▸ **What to do**
Where a line below includes the word "list", copy that line.

▸ **Recorded information**

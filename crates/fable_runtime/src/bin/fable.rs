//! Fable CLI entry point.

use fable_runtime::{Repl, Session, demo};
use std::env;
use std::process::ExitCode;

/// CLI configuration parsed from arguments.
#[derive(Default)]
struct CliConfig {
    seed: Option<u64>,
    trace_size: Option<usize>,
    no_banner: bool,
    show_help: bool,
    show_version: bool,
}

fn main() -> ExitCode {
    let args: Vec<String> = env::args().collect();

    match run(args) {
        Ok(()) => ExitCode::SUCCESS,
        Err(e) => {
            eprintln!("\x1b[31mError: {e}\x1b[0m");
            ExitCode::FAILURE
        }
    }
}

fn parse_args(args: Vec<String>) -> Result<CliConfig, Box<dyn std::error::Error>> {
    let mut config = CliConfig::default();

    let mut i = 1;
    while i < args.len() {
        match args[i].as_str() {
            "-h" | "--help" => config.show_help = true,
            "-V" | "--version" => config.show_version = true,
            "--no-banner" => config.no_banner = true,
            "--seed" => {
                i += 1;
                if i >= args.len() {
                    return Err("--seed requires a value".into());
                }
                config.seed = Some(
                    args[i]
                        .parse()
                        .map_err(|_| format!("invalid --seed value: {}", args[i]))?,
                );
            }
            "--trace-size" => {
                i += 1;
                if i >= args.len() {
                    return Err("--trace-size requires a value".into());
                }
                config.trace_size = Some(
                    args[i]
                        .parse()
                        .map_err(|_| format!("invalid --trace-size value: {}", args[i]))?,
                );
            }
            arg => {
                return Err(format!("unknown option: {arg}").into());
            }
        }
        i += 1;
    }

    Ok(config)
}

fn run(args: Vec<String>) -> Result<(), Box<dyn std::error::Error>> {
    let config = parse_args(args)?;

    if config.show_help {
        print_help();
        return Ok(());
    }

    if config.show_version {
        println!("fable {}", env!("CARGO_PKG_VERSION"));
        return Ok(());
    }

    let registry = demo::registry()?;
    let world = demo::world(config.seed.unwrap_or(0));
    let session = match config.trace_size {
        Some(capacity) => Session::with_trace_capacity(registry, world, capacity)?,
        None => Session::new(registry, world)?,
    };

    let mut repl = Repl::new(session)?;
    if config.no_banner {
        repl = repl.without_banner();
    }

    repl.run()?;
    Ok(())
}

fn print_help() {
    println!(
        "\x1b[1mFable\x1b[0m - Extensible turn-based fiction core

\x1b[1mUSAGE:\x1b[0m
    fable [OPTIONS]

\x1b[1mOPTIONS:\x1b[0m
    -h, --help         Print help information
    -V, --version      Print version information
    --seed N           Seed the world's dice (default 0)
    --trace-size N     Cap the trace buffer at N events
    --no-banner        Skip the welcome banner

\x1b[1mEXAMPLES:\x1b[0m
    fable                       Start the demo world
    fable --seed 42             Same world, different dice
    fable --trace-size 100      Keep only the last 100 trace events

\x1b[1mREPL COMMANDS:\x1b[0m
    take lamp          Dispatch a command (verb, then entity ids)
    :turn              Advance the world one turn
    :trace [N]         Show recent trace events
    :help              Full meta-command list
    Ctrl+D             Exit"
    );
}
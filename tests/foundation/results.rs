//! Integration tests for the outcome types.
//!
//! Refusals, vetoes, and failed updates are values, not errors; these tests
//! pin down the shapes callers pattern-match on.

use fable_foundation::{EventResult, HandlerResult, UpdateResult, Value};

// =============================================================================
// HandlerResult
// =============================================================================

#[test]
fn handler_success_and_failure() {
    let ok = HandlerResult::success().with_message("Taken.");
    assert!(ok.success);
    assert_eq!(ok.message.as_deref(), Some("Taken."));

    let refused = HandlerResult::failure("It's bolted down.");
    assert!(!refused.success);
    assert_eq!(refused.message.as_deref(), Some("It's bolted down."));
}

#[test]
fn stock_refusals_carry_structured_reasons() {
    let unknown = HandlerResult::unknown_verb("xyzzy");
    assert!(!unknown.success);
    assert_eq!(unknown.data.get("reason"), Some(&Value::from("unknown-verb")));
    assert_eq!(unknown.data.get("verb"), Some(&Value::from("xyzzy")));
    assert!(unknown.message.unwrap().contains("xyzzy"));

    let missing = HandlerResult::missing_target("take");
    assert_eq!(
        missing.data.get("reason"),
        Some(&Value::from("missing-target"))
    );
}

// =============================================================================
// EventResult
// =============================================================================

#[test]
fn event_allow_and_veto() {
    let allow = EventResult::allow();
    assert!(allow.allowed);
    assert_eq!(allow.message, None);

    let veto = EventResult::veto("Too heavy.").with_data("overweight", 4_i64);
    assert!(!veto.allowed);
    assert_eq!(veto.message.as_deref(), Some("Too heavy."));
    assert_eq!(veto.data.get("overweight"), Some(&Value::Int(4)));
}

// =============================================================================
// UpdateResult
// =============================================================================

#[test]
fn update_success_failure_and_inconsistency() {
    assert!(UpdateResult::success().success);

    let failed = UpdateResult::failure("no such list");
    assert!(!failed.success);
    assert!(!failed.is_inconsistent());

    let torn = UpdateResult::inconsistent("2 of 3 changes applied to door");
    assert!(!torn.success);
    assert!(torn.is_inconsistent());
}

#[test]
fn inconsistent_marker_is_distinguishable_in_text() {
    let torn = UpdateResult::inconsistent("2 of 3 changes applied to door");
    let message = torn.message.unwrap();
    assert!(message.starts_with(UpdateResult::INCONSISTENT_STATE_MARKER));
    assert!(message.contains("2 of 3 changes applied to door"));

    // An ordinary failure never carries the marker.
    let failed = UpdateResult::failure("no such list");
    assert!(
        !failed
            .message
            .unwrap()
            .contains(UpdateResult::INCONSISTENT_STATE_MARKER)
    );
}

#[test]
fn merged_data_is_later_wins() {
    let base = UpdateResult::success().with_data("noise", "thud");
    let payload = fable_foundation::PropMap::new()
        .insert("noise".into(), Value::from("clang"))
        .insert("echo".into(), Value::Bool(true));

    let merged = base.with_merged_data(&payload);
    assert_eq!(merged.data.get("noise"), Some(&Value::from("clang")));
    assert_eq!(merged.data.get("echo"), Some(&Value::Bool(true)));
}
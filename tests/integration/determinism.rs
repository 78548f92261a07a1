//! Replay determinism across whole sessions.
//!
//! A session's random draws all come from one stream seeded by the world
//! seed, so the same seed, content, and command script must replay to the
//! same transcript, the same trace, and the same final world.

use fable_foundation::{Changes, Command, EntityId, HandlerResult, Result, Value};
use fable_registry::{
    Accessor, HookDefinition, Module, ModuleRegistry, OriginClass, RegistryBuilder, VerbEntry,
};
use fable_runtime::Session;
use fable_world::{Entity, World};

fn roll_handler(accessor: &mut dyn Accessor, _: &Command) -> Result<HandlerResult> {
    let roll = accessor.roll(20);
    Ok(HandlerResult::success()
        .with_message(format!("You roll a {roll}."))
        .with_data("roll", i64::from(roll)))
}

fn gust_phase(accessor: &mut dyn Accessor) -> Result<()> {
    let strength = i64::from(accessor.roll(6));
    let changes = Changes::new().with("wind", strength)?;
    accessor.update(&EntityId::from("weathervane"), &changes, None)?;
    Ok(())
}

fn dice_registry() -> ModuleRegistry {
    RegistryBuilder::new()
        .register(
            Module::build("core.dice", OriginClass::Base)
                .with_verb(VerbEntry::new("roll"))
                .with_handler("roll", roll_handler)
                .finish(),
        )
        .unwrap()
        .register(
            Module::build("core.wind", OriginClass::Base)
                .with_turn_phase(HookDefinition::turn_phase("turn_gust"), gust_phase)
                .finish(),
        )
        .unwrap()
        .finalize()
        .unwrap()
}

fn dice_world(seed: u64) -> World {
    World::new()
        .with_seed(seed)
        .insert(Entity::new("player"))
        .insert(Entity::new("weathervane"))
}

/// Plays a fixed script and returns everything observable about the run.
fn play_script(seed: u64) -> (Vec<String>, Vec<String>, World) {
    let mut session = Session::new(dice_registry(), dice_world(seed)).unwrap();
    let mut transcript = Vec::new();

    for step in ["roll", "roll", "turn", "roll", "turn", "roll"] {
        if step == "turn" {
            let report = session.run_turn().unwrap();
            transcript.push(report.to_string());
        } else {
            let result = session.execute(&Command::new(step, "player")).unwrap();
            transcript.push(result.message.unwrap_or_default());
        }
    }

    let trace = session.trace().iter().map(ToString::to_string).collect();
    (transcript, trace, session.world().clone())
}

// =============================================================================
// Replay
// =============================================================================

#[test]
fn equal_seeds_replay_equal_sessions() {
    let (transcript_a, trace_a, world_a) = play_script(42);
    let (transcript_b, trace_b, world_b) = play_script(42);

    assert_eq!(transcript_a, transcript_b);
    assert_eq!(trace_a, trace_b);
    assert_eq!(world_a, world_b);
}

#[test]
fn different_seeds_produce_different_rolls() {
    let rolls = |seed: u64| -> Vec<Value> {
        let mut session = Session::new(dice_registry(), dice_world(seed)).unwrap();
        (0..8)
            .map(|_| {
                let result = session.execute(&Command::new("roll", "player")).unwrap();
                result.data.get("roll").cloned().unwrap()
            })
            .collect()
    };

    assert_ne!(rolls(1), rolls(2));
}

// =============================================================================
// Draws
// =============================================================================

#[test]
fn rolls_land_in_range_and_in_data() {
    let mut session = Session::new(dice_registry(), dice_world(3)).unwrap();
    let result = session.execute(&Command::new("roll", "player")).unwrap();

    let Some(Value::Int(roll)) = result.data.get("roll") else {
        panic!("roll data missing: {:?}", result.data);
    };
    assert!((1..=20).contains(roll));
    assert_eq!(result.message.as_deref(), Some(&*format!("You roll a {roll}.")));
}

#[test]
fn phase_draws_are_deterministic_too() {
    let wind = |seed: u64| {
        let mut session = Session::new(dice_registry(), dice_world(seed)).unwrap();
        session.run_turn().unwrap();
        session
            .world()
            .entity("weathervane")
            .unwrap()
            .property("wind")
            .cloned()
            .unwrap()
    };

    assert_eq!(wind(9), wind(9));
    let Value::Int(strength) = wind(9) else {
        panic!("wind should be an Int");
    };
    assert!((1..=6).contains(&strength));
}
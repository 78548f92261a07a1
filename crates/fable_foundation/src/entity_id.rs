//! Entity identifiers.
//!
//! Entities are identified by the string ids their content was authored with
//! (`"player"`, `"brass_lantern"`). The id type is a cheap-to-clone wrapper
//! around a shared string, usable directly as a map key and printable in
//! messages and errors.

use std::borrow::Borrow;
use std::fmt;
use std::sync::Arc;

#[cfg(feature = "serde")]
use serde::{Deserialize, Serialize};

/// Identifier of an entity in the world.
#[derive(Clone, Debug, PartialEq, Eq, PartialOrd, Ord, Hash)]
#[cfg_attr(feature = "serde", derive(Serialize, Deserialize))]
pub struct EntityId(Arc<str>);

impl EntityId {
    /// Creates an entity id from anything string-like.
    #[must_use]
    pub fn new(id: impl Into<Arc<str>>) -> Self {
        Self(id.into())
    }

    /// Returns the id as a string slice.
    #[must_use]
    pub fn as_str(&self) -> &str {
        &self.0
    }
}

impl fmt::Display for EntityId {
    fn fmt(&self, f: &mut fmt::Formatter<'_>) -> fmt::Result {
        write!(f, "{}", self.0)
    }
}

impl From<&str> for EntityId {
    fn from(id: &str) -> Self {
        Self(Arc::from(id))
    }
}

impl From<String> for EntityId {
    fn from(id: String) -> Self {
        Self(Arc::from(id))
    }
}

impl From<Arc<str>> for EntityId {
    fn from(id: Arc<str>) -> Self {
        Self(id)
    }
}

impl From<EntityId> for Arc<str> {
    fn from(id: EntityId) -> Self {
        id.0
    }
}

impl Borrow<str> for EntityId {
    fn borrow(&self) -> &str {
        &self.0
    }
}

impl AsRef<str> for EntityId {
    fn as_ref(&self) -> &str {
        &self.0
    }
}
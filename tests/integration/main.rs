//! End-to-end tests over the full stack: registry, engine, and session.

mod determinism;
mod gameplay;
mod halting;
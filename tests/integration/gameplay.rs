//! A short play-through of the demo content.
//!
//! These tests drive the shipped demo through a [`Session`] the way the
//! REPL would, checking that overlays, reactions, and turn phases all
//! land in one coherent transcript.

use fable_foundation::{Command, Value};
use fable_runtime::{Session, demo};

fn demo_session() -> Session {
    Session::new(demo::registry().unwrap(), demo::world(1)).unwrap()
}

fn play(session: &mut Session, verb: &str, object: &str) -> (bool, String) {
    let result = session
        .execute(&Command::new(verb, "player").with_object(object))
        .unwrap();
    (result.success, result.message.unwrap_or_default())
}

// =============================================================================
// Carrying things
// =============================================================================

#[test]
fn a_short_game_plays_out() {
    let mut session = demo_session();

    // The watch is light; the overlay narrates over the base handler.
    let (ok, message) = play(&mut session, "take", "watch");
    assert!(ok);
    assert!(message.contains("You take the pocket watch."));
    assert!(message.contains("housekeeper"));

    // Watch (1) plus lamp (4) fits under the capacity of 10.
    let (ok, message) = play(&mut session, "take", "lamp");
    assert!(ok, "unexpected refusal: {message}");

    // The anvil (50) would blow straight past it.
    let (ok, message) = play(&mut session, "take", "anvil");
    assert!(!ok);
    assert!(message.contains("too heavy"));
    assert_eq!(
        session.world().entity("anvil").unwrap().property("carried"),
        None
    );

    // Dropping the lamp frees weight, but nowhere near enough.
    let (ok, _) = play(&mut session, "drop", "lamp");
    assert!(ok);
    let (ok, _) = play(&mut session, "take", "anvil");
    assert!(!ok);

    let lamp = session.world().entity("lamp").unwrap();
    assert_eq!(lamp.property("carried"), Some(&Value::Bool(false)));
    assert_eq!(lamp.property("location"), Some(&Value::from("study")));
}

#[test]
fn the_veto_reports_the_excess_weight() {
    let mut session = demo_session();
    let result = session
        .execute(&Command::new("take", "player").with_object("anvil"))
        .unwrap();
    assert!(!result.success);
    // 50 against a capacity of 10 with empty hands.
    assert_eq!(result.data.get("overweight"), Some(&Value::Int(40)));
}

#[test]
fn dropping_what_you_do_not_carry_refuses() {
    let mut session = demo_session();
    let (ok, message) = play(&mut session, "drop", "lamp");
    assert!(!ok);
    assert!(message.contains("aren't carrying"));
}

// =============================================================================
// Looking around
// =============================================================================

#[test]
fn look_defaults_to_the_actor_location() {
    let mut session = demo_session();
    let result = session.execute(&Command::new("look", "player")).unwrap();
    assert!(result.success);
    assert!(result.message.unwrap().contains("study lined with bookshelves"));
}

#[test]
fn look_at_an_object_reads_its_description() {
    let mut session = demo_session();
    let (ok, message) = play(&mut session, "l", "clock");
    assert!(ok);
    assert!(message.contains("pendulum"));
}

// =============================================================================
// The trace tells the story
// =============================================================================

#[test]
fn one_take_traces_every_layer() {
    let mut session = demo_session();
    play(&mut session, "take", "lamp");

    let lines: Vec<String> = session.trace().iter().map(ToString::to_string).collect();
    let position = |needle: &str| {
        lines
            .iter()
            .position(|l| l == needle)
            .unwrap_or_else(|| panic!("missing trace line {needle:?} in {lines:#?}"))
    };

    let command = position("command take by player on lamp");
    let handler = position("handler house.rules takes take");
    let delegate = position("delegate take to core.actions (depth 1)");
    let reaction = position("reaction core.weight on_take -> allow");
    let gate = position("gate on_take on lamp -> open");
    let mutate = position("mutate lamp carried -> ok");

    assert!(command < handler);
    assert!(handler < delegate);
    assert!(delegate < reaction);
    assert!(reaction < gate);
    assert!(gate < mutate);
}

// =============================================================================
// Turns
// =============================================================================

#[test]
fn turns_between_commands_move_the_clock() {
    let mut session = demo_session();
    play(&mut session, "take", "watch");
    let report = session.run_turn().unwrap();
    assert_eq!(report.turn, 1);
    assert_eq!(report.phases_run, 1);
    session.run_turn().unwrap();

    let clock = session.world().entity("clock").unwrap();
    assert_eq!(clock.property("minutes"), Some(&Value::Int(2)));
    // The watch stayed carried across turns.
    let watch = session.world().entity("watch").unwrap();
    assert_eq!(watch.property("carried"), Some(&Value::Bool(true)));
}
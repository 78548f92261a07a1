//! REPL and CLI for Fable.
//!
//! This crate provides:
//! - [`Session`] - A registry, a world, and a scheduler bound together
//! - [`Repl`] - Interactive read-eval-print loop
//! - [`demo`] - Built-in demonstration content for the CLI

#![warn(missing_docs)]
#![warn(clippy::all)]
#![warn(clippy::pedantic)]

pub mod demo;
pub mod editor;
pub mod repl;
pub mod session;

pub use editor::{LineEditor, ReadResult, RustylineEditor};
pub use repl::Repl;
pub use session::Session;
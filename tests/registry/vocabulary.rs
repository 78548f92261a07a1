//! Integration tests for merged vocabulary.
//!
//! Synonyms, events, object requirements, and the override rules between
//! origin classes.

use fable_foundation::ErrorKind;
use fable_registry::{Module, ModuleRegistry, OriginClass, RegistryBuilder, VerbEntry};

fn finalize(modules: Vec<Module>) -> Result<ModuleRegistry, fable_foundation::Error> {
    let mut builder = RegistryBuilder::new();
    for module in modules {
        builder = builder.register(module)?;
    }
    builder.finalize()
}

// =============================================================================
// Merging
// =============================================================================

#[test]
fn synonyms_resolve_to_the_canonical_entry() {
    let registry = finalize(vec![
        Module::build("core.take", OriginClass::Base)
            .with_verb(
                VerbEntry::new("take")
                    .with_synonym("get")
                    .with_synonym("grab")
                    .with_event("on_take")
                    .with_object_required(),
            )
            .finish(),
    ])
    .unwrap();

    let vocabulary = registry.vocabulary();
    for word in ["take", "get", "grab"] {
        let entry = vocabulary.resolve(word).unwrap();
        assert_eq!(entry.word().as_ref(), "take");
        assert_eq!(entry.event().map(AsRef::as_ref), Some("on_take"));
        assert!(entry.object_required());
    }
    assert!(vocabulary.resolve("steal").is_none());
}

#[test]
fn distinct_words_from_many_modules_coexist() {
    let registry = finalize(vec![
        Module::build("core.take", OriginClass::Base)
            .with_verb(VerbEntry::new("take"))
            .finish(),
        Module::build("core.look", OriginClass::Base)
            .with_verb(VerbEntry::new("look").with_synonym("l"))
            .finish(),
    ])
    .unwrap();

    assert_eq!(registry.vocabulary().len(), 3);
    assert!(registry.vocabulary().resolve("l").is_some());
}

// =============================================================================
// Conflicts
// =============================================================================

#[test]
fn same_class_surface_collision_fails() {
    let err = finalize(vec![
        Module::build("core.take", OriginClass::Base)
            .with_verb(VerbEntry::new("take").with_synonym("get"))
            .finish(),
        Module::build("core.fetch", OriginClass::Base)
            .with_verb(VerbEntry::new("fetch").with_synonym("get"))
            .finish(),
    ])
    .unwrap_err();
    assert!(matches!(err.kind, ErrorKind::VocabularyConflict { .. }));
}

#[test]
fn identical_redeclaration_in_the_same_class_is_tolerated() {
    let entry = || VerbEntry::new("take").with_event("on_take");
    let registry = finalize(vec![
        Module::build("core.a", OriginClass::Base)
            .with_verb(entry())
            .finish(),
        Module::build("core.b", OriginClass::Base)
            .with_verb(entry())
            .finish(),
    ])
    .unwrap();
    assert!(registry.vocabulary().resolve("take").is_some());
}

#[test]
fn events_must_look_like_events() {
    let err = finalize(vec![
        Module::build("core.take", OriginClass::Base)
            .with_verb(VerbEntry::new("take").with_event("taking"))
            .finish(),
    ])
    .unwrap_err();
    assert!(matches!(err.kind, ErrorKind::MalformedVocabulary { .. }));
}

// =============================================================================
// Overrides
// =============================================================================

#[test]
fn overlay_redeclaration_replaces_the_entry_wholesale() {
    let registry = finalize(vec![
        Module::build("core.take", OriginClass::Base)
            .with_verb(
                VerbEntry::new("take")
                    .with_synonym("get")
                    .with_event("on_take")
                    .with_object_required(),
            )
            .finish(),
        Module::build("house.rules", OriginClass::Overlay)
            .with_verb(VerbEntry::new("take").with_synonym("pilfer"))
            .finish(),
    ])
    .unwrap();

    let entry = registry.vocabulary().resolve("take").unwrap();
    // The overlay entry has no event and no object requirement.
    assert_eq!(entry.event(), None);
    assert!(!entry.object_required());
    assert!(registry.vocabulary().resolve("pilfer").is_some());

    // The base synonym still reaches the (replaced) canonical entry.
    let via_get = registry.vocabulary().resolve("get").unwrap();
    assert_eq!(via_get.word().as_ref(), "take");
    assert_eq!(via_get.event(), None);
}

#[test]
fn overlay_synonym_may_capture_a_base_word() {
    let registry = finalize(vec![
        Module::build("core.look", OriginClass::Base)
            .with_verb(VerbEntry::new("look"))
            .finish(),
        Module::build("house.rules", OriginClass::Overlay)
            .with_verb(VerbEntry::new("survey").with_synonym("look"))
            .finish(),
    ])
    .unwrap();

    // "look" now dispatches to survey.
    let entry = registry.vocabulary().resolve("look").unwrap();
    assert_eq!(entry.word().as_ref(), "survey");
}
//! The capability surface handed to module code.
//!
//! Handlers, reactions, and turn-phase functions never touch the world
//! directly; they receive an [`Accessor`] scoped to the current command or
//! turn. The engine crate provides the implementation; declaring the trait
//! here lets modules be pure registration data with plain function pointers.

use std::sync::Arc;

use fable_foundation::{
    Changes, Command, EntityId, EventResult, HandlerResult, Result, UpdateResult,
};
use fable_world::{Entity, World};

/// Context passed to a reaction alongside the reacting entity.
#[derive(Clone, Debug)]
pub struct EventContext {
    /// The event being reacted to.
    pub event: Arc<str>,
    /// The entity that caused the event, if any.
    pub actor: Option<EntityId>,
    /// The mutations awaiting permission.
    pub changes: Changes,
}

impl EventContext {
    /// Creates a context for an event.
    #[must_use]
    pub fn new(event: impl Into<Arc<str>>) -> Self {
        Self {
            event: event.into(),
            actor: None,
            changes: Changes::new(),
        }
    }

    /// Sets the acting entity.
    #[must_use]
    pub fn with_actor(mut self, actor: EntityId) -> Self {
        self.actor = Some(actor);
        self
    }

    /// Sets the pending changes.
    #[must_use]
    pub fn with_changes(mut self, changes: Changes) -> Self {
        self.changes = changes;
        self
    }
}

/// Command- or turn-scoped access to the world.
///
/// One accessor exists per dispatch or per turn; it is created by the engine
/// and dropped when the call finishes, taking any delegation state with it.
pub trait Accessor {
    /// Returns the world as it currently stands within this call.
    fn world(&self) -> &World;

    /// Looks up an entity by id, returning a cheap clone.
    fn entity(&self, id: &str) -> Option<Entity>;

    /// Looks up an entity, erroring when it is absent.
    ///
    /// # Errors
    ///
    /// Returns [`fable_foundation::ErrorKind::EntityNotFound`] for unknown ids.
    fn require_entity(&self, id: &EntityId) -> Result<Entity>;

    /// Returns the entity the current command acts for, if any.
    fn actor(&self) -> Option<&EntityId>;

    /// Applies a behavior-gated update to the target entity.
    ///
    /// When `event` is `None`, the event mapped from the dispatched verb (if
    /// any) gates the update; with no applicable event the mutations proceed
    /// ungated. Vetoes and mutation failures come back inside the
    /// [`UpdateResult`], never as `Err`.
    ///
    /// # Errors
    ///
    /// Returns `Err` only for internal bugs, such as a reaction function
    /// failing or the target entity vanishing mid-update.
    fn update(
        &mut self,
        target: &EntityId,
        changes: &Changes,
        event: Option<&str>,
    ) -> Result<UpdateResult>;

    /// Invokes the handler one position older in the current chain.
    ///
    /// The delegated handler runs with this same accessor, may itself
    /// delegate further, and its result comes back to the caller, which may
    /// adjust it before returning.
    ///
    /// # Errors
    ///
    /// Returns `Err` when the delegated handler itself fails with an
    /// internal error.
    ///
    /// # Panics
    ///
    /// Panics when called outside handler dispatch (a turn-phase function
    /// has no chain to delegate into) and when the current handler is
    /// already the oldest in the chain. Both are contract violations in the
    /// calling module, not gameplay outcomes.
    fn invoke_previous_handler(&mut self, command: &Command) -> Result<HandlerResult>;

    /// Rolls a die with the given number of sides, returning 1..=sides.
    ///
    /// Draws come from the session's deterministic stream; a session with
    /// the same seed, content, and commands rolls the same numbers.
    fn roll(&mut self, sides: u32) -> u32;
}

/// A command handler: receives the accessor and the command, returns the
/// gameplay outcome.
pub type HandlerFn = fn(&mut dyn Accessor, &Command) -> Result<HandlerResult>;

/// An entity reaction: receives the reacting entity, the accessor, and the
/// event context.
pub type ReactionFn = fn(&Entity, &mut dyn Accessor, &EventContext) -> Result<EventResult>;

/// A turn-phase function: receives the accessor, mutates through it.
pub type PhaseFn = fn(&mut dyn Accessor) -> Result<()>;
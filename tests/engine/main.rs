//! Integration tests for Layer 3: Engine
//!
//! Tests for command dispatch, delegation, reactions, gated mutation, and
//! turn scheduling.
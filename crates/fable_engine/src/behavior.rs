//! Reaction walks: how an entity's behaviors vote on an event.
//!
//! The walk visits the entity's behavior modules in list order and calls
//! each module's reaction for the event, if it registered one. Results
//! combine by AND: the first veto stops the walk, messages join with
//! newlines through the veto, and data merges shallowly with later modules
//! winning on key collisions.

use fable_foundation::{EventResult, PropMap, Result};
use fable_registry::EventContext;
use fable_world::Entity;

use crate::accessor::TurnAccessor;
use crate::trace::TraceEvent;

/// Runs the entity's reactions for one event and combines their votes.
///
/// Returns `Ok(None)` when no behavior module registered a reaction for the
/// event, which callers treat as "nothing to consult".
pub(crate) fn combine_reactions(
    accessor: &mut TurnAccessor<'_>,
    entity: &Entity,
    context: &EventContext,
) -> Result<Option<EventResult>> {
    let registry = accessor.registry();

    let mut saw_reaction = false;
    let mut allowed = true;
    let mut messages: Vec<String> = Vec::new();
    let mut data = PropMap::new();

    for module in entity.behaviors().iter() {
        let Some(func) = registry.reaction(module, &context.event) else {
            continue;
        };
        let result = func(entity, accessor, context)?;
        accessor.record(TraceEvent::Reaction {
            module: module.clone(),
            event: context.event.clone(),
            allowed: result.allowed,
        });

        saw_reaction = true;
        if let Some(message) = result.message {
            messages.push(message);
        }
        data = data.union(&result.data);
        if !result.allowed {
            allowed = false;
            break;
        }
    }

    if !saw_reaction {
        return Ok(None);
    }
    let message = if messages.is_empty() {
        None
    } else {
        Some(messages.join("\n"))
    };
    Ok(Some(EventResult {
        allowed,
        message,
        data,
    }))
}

▸ **Solution to this problem**
    :help              Full meta-command list
    let failed = UpdateResult::failure("no such list");
    let failed = UpdateResult::failure("no such list");
//! The walk visits the entity's behavior modules in list order and calls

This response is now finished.